### INSTRUCTIONS TO FOLLOW
For the records below, print the lines from the line with "to create temp" through the line with "fn stdout(output: &Output)" exactly as written; include both end lines and exclude the rest.

### STUDY MATERIAL

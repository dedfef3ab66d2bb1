//! The PDF object model.
//!
//! Direct objects nest by value. Indirect objects live in the
//! [`XRefTable`](crate::xref::XRefTable) and are pointed at through
//! [`Object::Reference`] edges.

mod dictionary;
mod primitive;
mod stream;

pub use dictionary::Dictionary;
pub use primitive::{Object, ObjectId, StringFormat};
pub use stream::Stream;
#[cfg(feature = "compression")]
use crate::error::{PdfError, Result};
use crate::objects::{Dictionary, Object};

#[derive(Debug, Clone, PartialEq)]
pub struct Stream {
    dictionary: Dictionary,
    data: Vec<u8>,
}

impl Stream {
    pub fn new(data: Vec<u8>) -> Self {
        let mut dictionary = Dictionary::new();
        dictionary.set("Length", data.len() as i64);

        Self { dictionary, data }
    }

    pub fn with_dictionary(dictionary: Dictionary, data: Vec<u8>) -> Self {
        let mut dict = dictionary;
        dict.set("Length", data.len() as i64);

        Self {
            dictionary: dict,
            data,
        }
    }

    /// Builds a stream exactly as read from a file: the dictionary is kept
    /// untouched, including an indirect `/Length`.
    pub(crate) fn from_parts(dictionary: Dictionary, data: Vec<u8>) -> Self {
        Self { dictionary, data }
    }

    pub fn dictionary(&self) -> &Dictionary {
        &self.dictionary
    }

    pub fn dictionary_mut(&mut self) -> &mut Dictionary {
        &mut self.dictionary
    }

    pub fn data(&self) -> &[u8] {
        &self.data
    }

    pub fn set_data(&mut self, data: Vec<u8>) {
        self.data = data;
        self.dictionary.set("Length", self.data.len() as i64);
    }

    pub fn is_filtered(&self) -> bool {
        self.dictionary.contains_key("Filter")
    }

    pub fn set_filter(&mut self, filter: &str) {
        self.dictionary.set("Filter", Object::name(filter));
    }

    #[cfg(feature = "compression")]
    pub fn compress_flate(&mut self) -> Result<()> {
        use flate2::write::ZlibEncoder;
        use flate2::Compression;
        use std::io::Write;

        let mut encoder = ZlibEncoder::new(Vec::new(), Compression::default());
        encoder
            .write_all(&self.data)
            .map_err(|e| PdfError::CompressionError(e.to_string()))?;
        let compressed = encoder
            .finish()
            .map_err(|e| PdfError::CompressionError(e.to_string()))?;

        self.set_data(compressed);
        self.set_filter("FlateDecode");

        Ok(())
    }

    #[cfg(feature = "compression")]
    pub fn decompress_flate(&self) -> Result<Vec<u8>> {
        use flate2::read::ZlibDecoder;
        use std::io::Read;

        let mut decoder = ZlibDecoder::new(self.data.as_slice());
        let mut out = Vec::new();
        decoder
            .read_to_end(&mut out)
            .map_err(|e| PdfError::CompressionError(e.to_string()))?;
        Ok(out)
    }
}
//! Integration tests for the pdfgraph CLI
//!
//! Runs the built binary against documents created in temporary
//! directories.

use anyhow::Result;
use pretty_assertions::assert_eq;
use std::fs;
use std::path::{Path, PathBuf};
use std::process::{Command, Output};
use tempfile::{tempdir, TempDir};

fn get_cli_path() -> PathBuf {
    PathBuf::from(env!("CARGO_BIN_EXE_pdfgraph"))
}

fn setup_temp_dir() -> TempDir {
    tempdir().expect("Failed to create temp directory")
}

fn run_cli_command(args: &[&str]) -> Result<Output> {
    let output = Command::new(get_cli_path()).args(args).output()?;
    Ok(output)
}

fn stdout(output: &Output) -> String {
    String::from_utf8_lossy(&output.stdout).into_owned()
}

/// Identifiers listed by the `closure` command, one per tab-separated line.
fn listed_objects(text: &str) -> Vec<&str> {
    text.lines()
        .filter_map(|line| line.split_once('\t').map(|(id, _)| id))
        .collect()
}

fn assert_pdf_exists_and_valid(path: &Path) {
    assert!(path.exists(), "PDF file should exist: {}", path.display());
    let content = fs::read(path).expect("Failed to read PDF file");
    assert!(
        content.starts_with(b"%PDF-"),
        "File should start with PDF header"
    );
    assert!(content.ends_with(b"%%EOF\n"), "File should end with %%EOF");
}

fn create_pdf(dir: &TempDir, name: &str, pages: usize) -> PathBuf {
    let path = dir.path().join(name);
    let output = run_cli_command(&[
        "create",
        "-o",
        path.to_str().unwrap(),
        "-p",
        &pages.to_string(),
    ])
    .expect("CLI command should run");
    assert!(output.status.success(), "create should succeed");
    path
}

#[test]
fn test_cli_create_command() {
    let temp_dir = setup_temp_dir();
    let path = create_pdf(&temp_dir, "created.pdf", 2);

    assert_pdf_exists_and_valid(&path);
    let content = String::from_utf8_lossy(&fs::read(&path).unwrap()).into_owned();
    assert!(content.contains("/Count 2"));
}

#[test]
fn test_cli_info_command() {
    let temp_dir = setup_temp_dir();
    let path = create_pdf(&temp_dir, "info.pdf", 3);

    let output = run_cli_command(&["info", path.to_str().unwrap()]).unwrap();
    assert!(output.status.success());

    let text = stdout(&output);
    assert!(text.contains("PDF Version: 1.7"));
    assert!(text.contains("Pages: 3"));
    assert!(text.contains("Objects: 6"));
    assert!(text.contains("ID: "));
    assert!(!text.contains("Recovered"));
}

#[test]
fn test_cli_closure_command() {
    let temp_dir = setup_temp_dir();
    let path = create_pdf(&temp_dir, "closure.pdf", 1);

    let output = run_cli_command(&["closure", path.to_str().unwrap()]).unwrap();
    assert!(output.status.success());
    let text = stdout(&output);
    assert!(text.contains("4 of 4 objects reachable"));
    assert_eq!(listed_objects(&text), vec!["1 0 R", "2 0 R", "3 0 R", "4 0 R"]);

    // Page 4 reaches the page tree, which leads back to it
    let output =
        run_cli_command(&["closure", path.to_str().unwrap(), "--object", "4"]).unwrap();
    assert!(output.status.success());
    let text = stdout(&output);
    assert!(text.contains("2 of 4 objects reachable"));
    assert_eq!(listed_objects(&text), vec!["2 0 R", "4 0 R"]);

    let output =
        run_cli_command(&["closure", path.to_str().unwrap(), "--object", "40"]).unwrap();
    assert!(!output.status.success());
}

#[test]
fn test_cli_compact_command() {
    let temp_dir = setup_temp_dir();
    let input = create_pdf(&temp_dir, "input.pdf", 2);
    let output_path = temp_dir.path().join("compacted.pdf");

    let output = run_cli_command(&[
        "compact",
        input.to_str().unwrap(),
        "-o",
        output_path.to_str().unwrap(),
    ])
    .unwrap();
    assert!(output.status.success());
    assert_pdf_exists_and_valid(&output_path);
    assert!(stdout(&output).contains("Compacted 5 objects to 5"));
}

#[test]
fn test_cli_rebuild_damaged_file() {
    let temp_dir = setup_temp_dir();
    let input = create_pdf(&temp_dir, "damaged.pdf", 1);

    // Drop the cross-reference section and trailer
    let mut bytes = fs::read(&input).unwrap();
    let cut = bytes
        .windows(6)
        .rposition(|w| w == b"\nxref\n")
        .unwrap();
    bytes.truncate(cut + 1);
    fs::write(&input, &bytes).unwrap();

    let strict = run_cli_command(&["info", "--strict", input.to_str().unwrap()]).unwrap();
    assert!(!strict.status.success());

    let output_path = temp_dir.path().join("rebuilt.pdf");
    let output = run_cli_command(&[
        "rebuild",
        input.to_str().unwrap(),
        "-o",
        output_path.to_str().unwrap(),
    ])
    .unwrap();
    assert!(output.status.success());
    assert!(stdout(&output).contains("Catalog located by scanning"));
    assert_pdf_exists_and_valid(&output_path);

    let info = run_cli_command(&["info", "--strict", output_path.to_str().unwrap()]).unwrap();
    assert!(info.status.success());
    assert!(stdout(&info).contains("Pages: 1"));
}

#[test]
fn test_cli_missing_input() {
    let temp_dir = setup_temp_dir();
    let missing = temp_dir.path().join("absent.pdf");

    let output = run_cli_command(&["info", missing.to_str().unwrap()]).unwrap();
    assert!(!output.status.success());
    assert!(String::from_utf8_lossy(&output.stderr).contains("Failed to open"));
}

#[test]
fn test_cli_help() {
    let output = run_cli_command(&["--help"]).unwrap();
    assert!(output.status.success());
    let text = stdout(&output);
    for command in ["info", "closure", "compact", "rebuild"] {
        assert!(text.contains(command), "help should list {command}");
    }
}
use crate::builtins;
use crate::environment::Environment;
use crate::value::{UserFunction, Value};
use crate::{ControlFlow, LoadError, Result, RuntimeError};

/// Outcome of executing a statement: a value, or a non-local exit.
type Exec<T> = std::result::Result<T, ControlFlow>;

// ============================================================================
// Interpreter
// ============================================================================

/// The agreement interpreter - evaluates AST nodes.
pub struct Interpreter {
    /// Global environment
    pub globals: Rc<RefCell<Environment>>,

    /// Current environment (changes with scope)
    environment: Rc<RefCell<Environment>>,

    /// Weaving configuration for contract blocks. `None` reads the
    /// process-wide toggle each time a block is defined.
    weaver: Option<WeaverConfig>,

    loop_depth: usize,
    function_depth: usize,
}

### RESULT OF THE TASK
    tempdir().expect("Failed to create temp directory")
}

fn run_cli_command(args: &[&str]) -> Result<Output> {
    let output = Command::new(get_cli_path()).args(args).output()?;
    Ok(output)
}

fn stdout(output: &Output) -> String {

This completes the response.